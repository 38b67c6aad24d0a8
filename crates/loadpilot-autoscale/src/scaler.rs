//! Scaling controller — the three scaling loops and their shared engines.
//!
//! ```text
//! monitor loop ──RuleTrigger──▶ decision loop ──enqueue──▶ executor loop
//!   sample source                 confidence scoring          batch + caps
//!   evaluate rules                drop below threshold        apply, back-fill
//! ```
//!
//! Each engine sits behind its own mutex and is only locked for the
//! duration of a single step; no lock is held across a scale callback's
//! network call other than the executor's own.

use std::collections::HashMap;
use std::sync::Arc;
use std::time::Duration;

use serde::{Deserialize, Serialize};
use tokio::sync::{Mutex, mpsc, watch};
use tracing::{debug, error, info, warn};

use loadpilot_core::ScalingSettings;
use loadpilot_health::AlertManager;
use loadpilot_metrics::{MetricsSource, MetricsStore};
use loadpilot_state::{
    CapacityRegistry, ComponentId, ComponentScalingPolicy, ResourceType, ResourceVector,
    ScaleDirection, ScalingDecision, ScalingRule, ScalingStrategy, epoch_secs,
};

use crate::decision::{DecisionEngine, DecisionSettings};
use crate::error::ScalingError;
use crate::executor::{
    CapViolation, ExecutionOutcome, ExecutionReport, ExecutorSettings, ScaleCallback,
    ScalingExecutor,
};
use crate::rules::{ComponentReading, RuleEngine, RuleTrigger};

/// Buffer between the monitor and decision loops.
const TRIGGER_CHANNEL: usize = 256;

/// Decisions included in a scaling report.
const REPORT_DECISIONS: usize = 20;

impl From<&ScalingSettings> for DecisionSettings {
    fn from(s: &ScalingSettings) -> Self {
        Self {
            min_confidence: s.min_confidence,
            effectiveness_window: s.effectiveness_window,
            stability_reference_secs: s.stability_reference_secs,
        }
    }
}

/// Running totals of the scaling pipeline.
#[derive(Debug, Clone, Copy, Default, PartialEq, Serialize, Deserialize)]
#[serde(default)]
pub struct ScalingStats {
    pub triggers: u64,
    pub discarded: u64,
    pub queued: u64,
    pub applied: u64,
    pub rejected: u64,
    pub failed: u64,
}

/// Per-component row of the scaling report.
#[derive(Debug, Clone, Serialize, Deserialize, PartialEq)]
pub struct ComponentScalingReport {
    pub component: ComponentId,
    pub strategy: ScalingStrategy,
    pub allocation: ResourceVector,
    pub min_allocation: ResourceVector,
    pub max_allocation: ResourceVector,
    pub required_confidence: f64,
    pub pending_decisions: usize,
    pub decisions_executed: usize,
    pub scale_ups_last_hour: u32,
    pub scale_downs_last_hour: u32,
    pub mean_effectiveness: Option<f64>,
    pub effectiveness_history: Vec<f64>,
    pub last_decision: Option<ScalingDecision>,
    pub rules: Vec<ScalingRule>,
}

/// Response of the scaling metrics query.
#[derive(Debug, Clone, Serialize, Deserialize, PartialEq)]
pub struct ScalingReport {
    pub components: Vec<ComponentScalingReport>,
    pub total_allocation: ResourceVector,
    pub global_max: ResourceVector,
    pub stats: ScalingStats,
    pub recent_decisions: Vec<ScalingDecision>,
}

pub struct ScalingController {
    registry: CapacityRegistry,
    metrics: MetricsStore,
    source: Arc<dyn MetricsSource>,
    settings: ScalingSettings,
    rules: Mutex<RuleEngine>,
    decisions: Mutex<DecisionEngine>,
    executor: Mutex<ScalingExecutor>,
    stats: Mutex<ScalingStats>,
    alerts: Option<AlertManager>,
}

impl ScalingController {
    pub fn new(
        registry: CapacityRegistry,
        metrics: MetricsStore,
        source: Arc<dyn MetricsSource>,
        settings: ScalingSettings,
    ) -> Self {
        let executor = ScalingExecutor::new(registry.clone(), ExecutorSettings::from(&settings));
        let decisions = DecisionEngine::new(DecisionSettings::from(&settings));
        Self {
            registry,
            metrics,
            source,
            settings,
            rules: Mutex::new(RuleEngine::new()),
            decisions: Mutex::new(decisions),
            executor: Mutex::new(executor),
            stats: Mutex::new(ScalingStats::default()),
            alerts: None,
        }
    }

    /// Raise `ScalingCapReached` alerts on cap rejections.
    pub fn with_alerts(mut self, alerts: AlertManager) -> Self {
        self.alerts = Some(alerts);
        self
    }

    /// Set the callback used to perform scaling.
    pub fn with_scale_fn(mut self, f: ScaleCallback) -> Self {
        self.executor.get_mut().set_scale_fn(f);
        self
    }

    /// Install a component's policy in all three engines. Returns the
    /// rules that were disabled as misconfigured.
    pub async fn register_policy(&self, policy: ComponentScalingPolicy) -> Vec<ScalingError> {
        let errors = self.rules.lock().await.load_policy(&policy);
        self.decisions.lock().await.register_policy(&policy);
        self.executor.lock().await.register_policy(policy);
        errors
    }

    pub fn settings(&self) -> &ScalingSettings {
        &self.settings
    }

    /// Sample utilization and evaluate every component's rules once.
    pub async fn monitor_tick(&self, now: u64) -> Vec<RuleTrigger> {
        let mut fired = Vec::new();
        for mut capacity in self.registry.snapshot().await {
            let id = capacity.component.clone();
            if let Some(reading) = self.source.sample(&capacity) {
                if let Err(e) = self.registry.set_utilization(&id, reading).await {
                    warn!(component = %id, error = %e, "failed to record utilization");
                    continue;
                }
                capacity.current_utilization = reading;
            }
            let metrics = self.metrics.get(&id).await;
            let reading = ComponentReading::new(&capacity, metrics.as_ref());
            fired.extend(self.rules.lock().await.evaluate(&id, &reading, now));
        }
        if !fired.is_empty() {
            self.stats.lock().await.triggers += fired.len() as u64;
        }
        fired
    }

    /// Score a trigger and queue the resulting decision if it clears the
    /// confidence bar.
    pub async fn handle_trigger(&self, trigger: RuleTrigger) -> Option<ScalingDecision> {
        let current = match self.registry.get(&trigger.component).await {
            Some(cap) => cap.allocation.get(trigger.resource),
            None => {
                debug!(component = %trigger.component, "trigger for unregistered component");
                return None;
            }
        };

        let decision = self.decisions.lock().await.decide(&trigger, current);
        let Some(decision) = decision else {
            self.stats.lock().await.discarded += 1;
            return None;
        };

        if let Err(e) = self.executor.lock().await.enqueue(decision.clone()) {
            warn!(component = %decision.component, error = %e, "decision not queued");
            return None;
        }
        self.stats.lock().await.queued += 1;
        Some(decision)
    }

    /// Run one executor cycle and feed the outcomes back.
    pub async fn execute_tick(&self, now: u64) -> Vec<ExecutionReport> {
        let reports = self.executor.lock().await.run_cycle(now).await;

        for report in &reports {
            match &report.outcome {
                ExecutionOutcome::Applied { .. } | ExecutionOutcome::Failed(_) => {
                    let score = self.decisions.lock().await.record_outcome(&report.decision);
                    if let Some(score) = score {
                        self.executor
                            .lock()
                            .await
                            .backfill_effectiveness(&report.decision.id, score);
                    }
                    if matches!(report.outcome, ExecutionOutcome::Applied { .. }) {
                        let decision = &report.decision;
                        self.rules
                            .lock()
                            .await
                            .mark_applied(&decision.component, decision.trigger, now);
                        if let Some(alerts) = &self.alerts {
                            alerts.scaling_cap_cleared(&decision.component, now).await;
                        }
                        self.stats.lock().await.applied += 1;
                    } else {
                        self.stats.lock().await.failed += 1;
                    }
                }
                ExecutionOutcome::Rejected(violation) => {
                    self.stats.lock().await.rejected += 1;
                    if let (Some(alerts), CapViolation::Hourly { .. } | CapViolation::Global { .. }) =
                        (&self.alerts, violation)
                    {
                        alerts
                            .scaling_cap_reached(
                                &report.decision.component,
                                format!("{} decision dropped: {violation}", report.decision.resource),
                                now,
                            )
                            .await;
                    }
                }
            }
        }
        reports
    }

    /// Run the monitor, decision, and executor loops until shutdown.
    pub async fn run(self: Arc<Self>, shutdown: watch::Receiver<bool>) {
        let (tx, rx) = mpsc::channel(TRIGGER_CHANNEL);

        let monitor = tokio::spawn(self.clone().monitor_loop(tx, shutdown.clone()));
        let decision = tokio::spawn(self.clone().decision_loop(rx));
        let executor = tokio::spawn(self.executor_loop(shutdown));

        for (name, handle) in [("monitor", monitor), ("decision", decision), ("executor", executor)] {
            if let Err(e) = handle.await {
                error!(task = name, error = %e, "scaling task panicked");
            }
        }
    }

    async fn monitor_loop(
        self: Arc<Self>,
        tx: mpsc::Sender<RuleTrigger>,
        mut shutdown: watch::Receiver<bool>,
    ) {
        let interval = Duration::from_secs(self.settings.monitor_interval_secs.max(1));
        info!(interval_secs = interval.as_secs(), "scaling monitor started");

        loop {
            tokio::select! {
                _ = tokio::time::sleep(interval) => {
                    for trigger in self.monitor_tick(epoch_secs()).await {
                        if tx.send(trigger).await.is_err() {
                            return;
                        }
                    }
                }
                _ = shutdown.changed() => {
                    info!("scaling monitor shutting down");
                    break;
                }
            }
        }
    }

    /// Ends once the monitor loop drops its sender.
    async fn decision_loop(self: Arc<Self>, mut rx: mpsc::Receiver<RuleTrigger>) {
        info!("decision engine started");
        while let Some(trigger) = rx.recv().await {
            self.handle_trigger(trigger).await;
        }
        info!("decision engine shutting down");
    }

    async fn executor_loop(self: Arc<Self>, mut shutdown: watch::Receiver<bool>) {
        let interval = Duration::from_secs(self.settings.executor_interval_secs.max(1));
        info!(interval_secs = interval.as_secs(), "scaling executor started");

        loop {
            tokio::select! {
                _ = tokio::time::sleep(interval) => {
                    self.execute_tick(epoch_secs()).await;
                }
                _ = shutdown.changed() => {
                    info!("scaling executor shutting down");
                    break;
                }
            }
        }
    }

    pub async fn stats(&self) -> ScalingStats {
        *self.stats.lock().await
    }

    pub async fn pending(&self) -> Vec<ScalingDecision> {
        self.executor.lock().await.pending().to_vec()
    }

    // ── Persistence ───────────────────────────────────────────────

    pub async fn allocations(&self) -> HashMap<ComponentId, ResourceVector> {
        self.executor.lock().await.allocations()
    }

    /// The most recent executed decisions, oldest first.
    pub async fn recent_decisions(&self, limit: usize) -> Vec<ScalingDecision> {
        let history = self.executor.lock().await.history();
        let skip = history.len().saturating_sub(limit);
        history.into_iter().skip(skip).collect()
    }

    pub async fn effectiveness_history(&self) -> HashMap<ComponentId, Vec<f64>> {
        self.decisions.lock().await.effectiveness_history()
    }

    /// Seed allocations and history from persisted state. Components
    /// without a policy are ignored.
    pub async fn restore(
        &self,
        allocations: &HashMap<ComponentId, ResourceVector>,
        decisions: &[ScalingDecision],
        effectiveness: &HashMap<ComponentId, Vec<f64>>,
    ) {
        {
            let mut executor = self.executor.lock().await;
            executor.restore_allocations(allocations).await;
            executor.restore_history(decisions);
        }
        self.decisions.lock().await.restore(effectiveness, decisions);
    }

    /// Snapshot of allocations, decisions, and effectiveness per component.
    pub async fn report(&self, now: u64) -> ScalingReport {
        let rules = self.rules.lock().await;
        let decisions = self.decisions.lock().await;
        let mut executor = self.executor.lock().await;
        let effectiveness = decisions.effectiveness_history();

        let mut components = Vec::new();
        for id in rules.components() {
            let Some(policy) = executor.policy(&id).cloned() else {
                continue;
            };
            let history = executor.component_history(&id);
            let decisions_executed = history.len();
            let last_decision = history.last().map(|d| (*d).clone());
            let pending_decisions = executor
                .pending()
                .iter()
                .filter(|d| d.component == id)
                .count();

            components.push(ComponentScalingReport {
                strategy: policy.strategy,
                allocation: policy.current_allocation,
                min_allocation: policy.min_allocation,
                max_allocation: policy.max_allocation,
                required_confidence: decisions.required_confidence(&id),
                pending_decisions,
                decisions_executed,
                scale_ups_last_hour: executor.hourly_count(&id, ScaleDirection::Up, now),
                scale_downs_last_hour: executor.hourly_count(&id, ScaleDirection::Down, now),
                mean_effectiveness: decisions.mean_effectiveness(&id),
                effectiveness_history: effectiveness.get(&id).cloned().unwrap_or_default(),
                last_decision,
                rules: rules.rules(&id).to_vec(),
                component: id,
            });
        }

        let mut total_allocation = ResourceVector::default();
        for resource in ResourceType::ALL {
            total_allocation.set(resource, executor.total_allocation(resource));
        }
        let history = executor.history();
        let skip = history.len().saturating_sub(REPORT_DECISIONS);

        ScalingReport {
            components,
            total_allocation,
            global_max: self.settings.global_max,
            stats: *self.stats.lock().await,
            recent_decisions: history.into_iter().skip(skip).collect(),
        }
    }
}
//! loadpilot-queue — request intake and dispatch.
//!
//! Producers submit [`WorkloadRequest`](loadpilot_state::WorkloadRequest)s
//! into a bounded [`RequestQueue`]. The [`RequestProcessor`] loop pulls
//! them, asks the load balancer for a component, runs the unit of work
//! outside every lock, and records the outcome into the metrics store,
//! the balancer's algorithm counters, and a bounded completion history.
//!
//! Under saturation the processor sheds queued work below normal
//! priority so that critical requests keep moving.

pub mod processor;
pub mod queue;

pub use processor::{
    ProcessorSettings, RequestProcessor, SubmitOutcome, WorkFn, WorkFuture, simulated_work,
};
pub use queue::RequestQueue;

PROBLEM DESCRIPTION: Show every line in the records above that contains the word "ScalingStrategy".

RESPONSE:
    ScaleDirection, ScalingDecision, ScalingRule, ScalingStrategy, epoch_secs,
    pub strategy: ScalingStrategy,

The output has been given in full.